### [WHAT NEEDS TO BE DONE]
Write the listing below out again exactly, though only as far as the line with "keep being added.", which is included.

Top of THE INPUT

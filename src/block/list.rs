use crate::ast::{BulletList, Document, ListItem, NodeId, NodeValue, OrderedList};
use crate::block::{BlockContinue, BlockParser, BlockParserFactory, BlockStart, MatchedBlockParser, ParserState};
use crate::characters::{CODE_BLOCK_INDENT, columns_to_next_tab_stop};

/// A bullet or ordered list. Lists have no markers of their own; they stay open for as long
/// as list items keep being added.
pub(crate) struct ListBlockParser {
    value: NodeValue,
    had_blank_line: bool,
    lines_after_blank: usize,
}

impl BlockParser for ListBlockParser {
    fn node_value(&self) -> NodeValue {
        self.value.clone()
    }

    fn is_container(&self) -> bool {
        true
    }

    fn can_contain(&mut self, document: &mut Document, node: NodeId, child: &NodeValue) -> bool {
        if !matches!(child, NodeValue::ListItem(_)) {
            return false;
        }
        // A new item right after a blank line makes the list loose.
        if self.had_blank_line && self.lines_after_blank == 1 {
            document.value_mut(node).set_list_tight(false);
            self.had_blank_line = false;
        }
        true
    }

    fn try_continue(&mut self, state: &ParserState<'_>, _node: NodeId) -> Option<BlockContinue> {
        if state.is_blank() {
            self.had_blank_line = true;
            self.lines_after_blank = 0;
        } else if self.had_blank_line {
            self.lines_after_blank += 1;
        }
        Some(BlockContinue::AtIndex(state.index()))
    }
}

pub(crate) struct ListItemParser {
    content_indent: usize,
    had_blank_line: bool,
    marker_indent: usize,
}

impl BlockParser for ListItemParser {
    fn node_value(&self) -> NodeValue {
        NodeValue::ListItem(ListItem {
            marker_indent: self.marker_indent,
            content_indent: self.content_indent,
        })
    }

    fn is_container(&self) -> bool {
        true
    }

    fn can_contain(&mut self, document: &mut Document, node: NodeId, _child: &NodeValue) -> bool {
        // Two blocks separated by a blank line inside one item make the list loose.
        if self.had_blank_line {
            if let Some(list) = document.parent(node) {
                document.value_mut(list).set_list_tight(false);
            }
        }
        true
    }

    fn try_continue(&mut self, state: &ParserState<'_>, node: NodeId) -> Option<BlockContinue> {
        if state.is_blank() {
            // An item can begin with at most one blank line.
            state.document().first_child(node)?;
            // Blank lines inside code blocks do not affect tightness.
            self.had_blank_line = matches!(
                state.active_block_value(),
                NodeValue::Paragraph | NodeValue::ListItem(_)
            );
            return Some(BlockContinue::AtIndex(state.next_non_space_index()));
        }
        if state.indent() >= self.content_indent {
            Some(BlockContinue::AtColumn(state.column() + self.content_indent))
        } else {
            None
        }
    }
}

pub(crate) struct ListFactory;

impl BlockParserFactory for ListFactory {
    fn try_start(&self, state: &ParserState<'_>, matched: &MatchedBlockParser<'_>) -> Option<BlockStart> {
        if state.indent() >= CODE_BLOCK_INDENT {
            return None;
        }
        let marker_index = state.next_non_space_index();
        let marker_column = state.column() + state.indent();
        let in_paragraph = matched.paragraph_lines().is_some();
        let (list, content_column) =
            parse_list(&state.line().content, marker_index, marker_column, in_paragraph)?;

        let item = ListItemParser {
            content_indent: content_column - state.column(),
            had_blank_line: false,
            marker_indent: state.indent(),
        };
        if lists_match(matched.value(), &list) {
            Some(BlockStart::of(vec![Box::new(item)]).at_column(content_column))
        } else {
            let list = ListBlockParser {
                value: list,
                had_blank_line: false,
                lines_after_blank: 0,
            };
            Some(BlockStart::of(vec![Box::new(list), Box::new(item)]).at_column(content_column))
        }
    }
}

/// Parses the marker at `marker_index` and finds the column where the item's content starts.
fn parse_list(line: &str, marker_index: usize, marker_column: usize, in_paragraph: bool) -> Option<(NodeValue, usize)> {
    let (list, index_after_marker) = parse_list_marker(line, marker_index)?;
    let column_after_marker = marker_column + (index_after_marker - marker_index);

    let mut content_column = column_after_marker;
    let mut has_content = false;
    for c in line[index_after_marker..].chars() {
        match c {
            '\t' => content_column += columns_to_next_tab_stop(content_column),
            ' ' => content_column += 1,
            _ => {
                has_content = true;
                break;
            }
        }
    }

    if in_paragraph {
        // Only an ordered list starting at 1 may interrupt a paragraph, and never with an empty item.
        if matches!(&list, NodeValue::OrderedList(ordered) if ordered.start != 1) || !has_content {
            return None;
        }
    }

    // With no content or indented code after the marker, the content starts one column in.
    if !has_content || content_column - column_after_marker > CODE_BLOCK_INDENT {
        content_column = column_after_marker + 1;
    }
    Some((list, content_column))
}

/// A bullet (`-`, `+`, `*`) or an ordered marker of 1 to 9 digits followed by `.` or `)`.
/// The marker must be followed by a space, a tab or the end of the line.
fn parse_list_marker(line: &str, index: usize) -> Option<(NodeValue, usize)> {
    let bytes = line.as_bytes();
    let followed_by_space = |i: usize| matches!(bytes.get(i), None | Some(b' ' | b'\t'));
    match bytes.get(index)? {
        &c @ (b'-' | b'+' | b'*') => followed_by_space(index + 1).then(|| {
            let list = NodeValue::BulletList(BulletList {
                marker: c as char,
                tight: true,
            });
            (list, index + 1)
        }),
        _ => {
            let digits = bytes[index..].iter().take_while(|b| b.is_ascii_digit()).count();
            if digits == 0 || digits > 9 {
                return None;
            }
            let delimiter_index = index + digits;
            let delimiter = match bytes.get(delimiter_index) {
                Some(b'.') => '.',
                Some(b')') => ')',
                _ => return None,
            };
            if !followed_by_space(delimiter_index + 1) {
                return None;
            }
            let start = line[index..delimiter_index].parse().ok()?;
            let list = NodeValue::OrderedList(OrderedList {
                start,
                delimiter,
                tight: true,
            });
            Some((list, delimiter_index + 1))
        }
    }
}

/// Whether a new item belongs to the already-open list `matched`.
fn lists_match(matched: &NodeValue, list: &NodeValue) -> bool {
    match (matched, list) {
        (NodeValue::BulletList(a), NodeValue::BulletList(b)) => a.marker == b.marker,
        (NodeValue::OrderedList(a), NodeValue::OrderedList(b)) => a.delimiter == b.delimiter,
        _ => false,
    }
}

#[cfg(test)]
mod tests {
    use super::*;

    #[test]
    fn test_bullet_markers() {
        let (list, after) = parse_list_marker("- foo", 0).unwrap();
        assert_eq!(after, 1);
        assert!(matches!(list, NodeValue::BulletList(BulletList { marker: '-', .. })));
        assert!(parse_list_marker("-foo", 0).is_none());
        assert!(parse_list_marker("*", 0).is_some());
        assert!(parse_list_marker("x foo", 0).is_none());
    }

    #[test]
    fn test_ordered_markers() {
        let (list, after) = parse_list_marker("123) foo", 0).unwrap();
        assert_eq!(after, 4);
        assert_eq!(
            list,
            NodeValue::OrderedList(OrderedList {
                start: 123,
                delimiter: ')',
                tight: true,
            })
        );
        assert!(parse_list_marker("1234567890. foo", 0).is_none());
        assert!(parse_list_marker("1.foo", 0).is_none());
        assert!(parse_list_marker("1:", 0).is_none());
    }

    #[test]
    fn test_content_column() {
        assert_eq!(parse_list("- foo", 0, 0, false).map(|(_, c)| c), Some(2));
        assert_eq!(parse_list("-    foo", 0, 0, false).map(|(_, c)| c), Some(5));
        // Five spaces after the marker start an indented code block inside the item.
        assert_eq!(parse_list("-      foo", 0, 0, false).map(|(_, c)| c), Some(2));
        assert_eq!(parse_list("-", 0, 0, false).map(|(_, c)| c), Some(2));
        assert_eq!(parse_list("1.\tfoo", 0, 0, false).map(|(_, c)| c), Some(4));
    }

    #[test]
    fn test_interrupting_a_paragraph() {
        assert!(parse_list("2. foo", 0, 0, true).is_none());
        assert!(parse_list("1. foo", 0, 0, true).is_some());
        assert!(parse_list("-", 0, 0, true).is_none());
        assert!(parse_list("- bar", 0, 0, true).is_some());
    }

    #[test]
    fn test_lists_match() {
        let dash = parse_list_marker("- a", 0).unwrap().0;
        let plus = parse_list_marker("+ a", 0).unwrap().0;
        let dot = parse_list_marker("1. a", 0).unwrap().0;
        let other_dot = parse_list_marker("7. a", 0).unwrap().0;
        assert!(lists_match(&dash, &dash));
        assert!(!lists_match(&dash, &plus));
        assert!(lists_match(&dot, &other_dot));
        assert!(!lists_match(&dot, &dash));
    }
}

Bottom of THE INPUT

### [TASK RESULT]
filename src/block/list.rs
use crate::ast::{BulletList, Document, ListItem, NodeId, NodeValue, OrderedList};
use crate::block::{BlockContinue, BlockParser, BlockParserFactory, BlockStart, MatchedBlockParser, ParserState};
use crate::characters::{CODE_BLOCK_INDENT, columns_to_next_tab_stop};

/// A bullet or ordered list. Lists have no markers of their own; they stay open for as long
/// as list items keep being added.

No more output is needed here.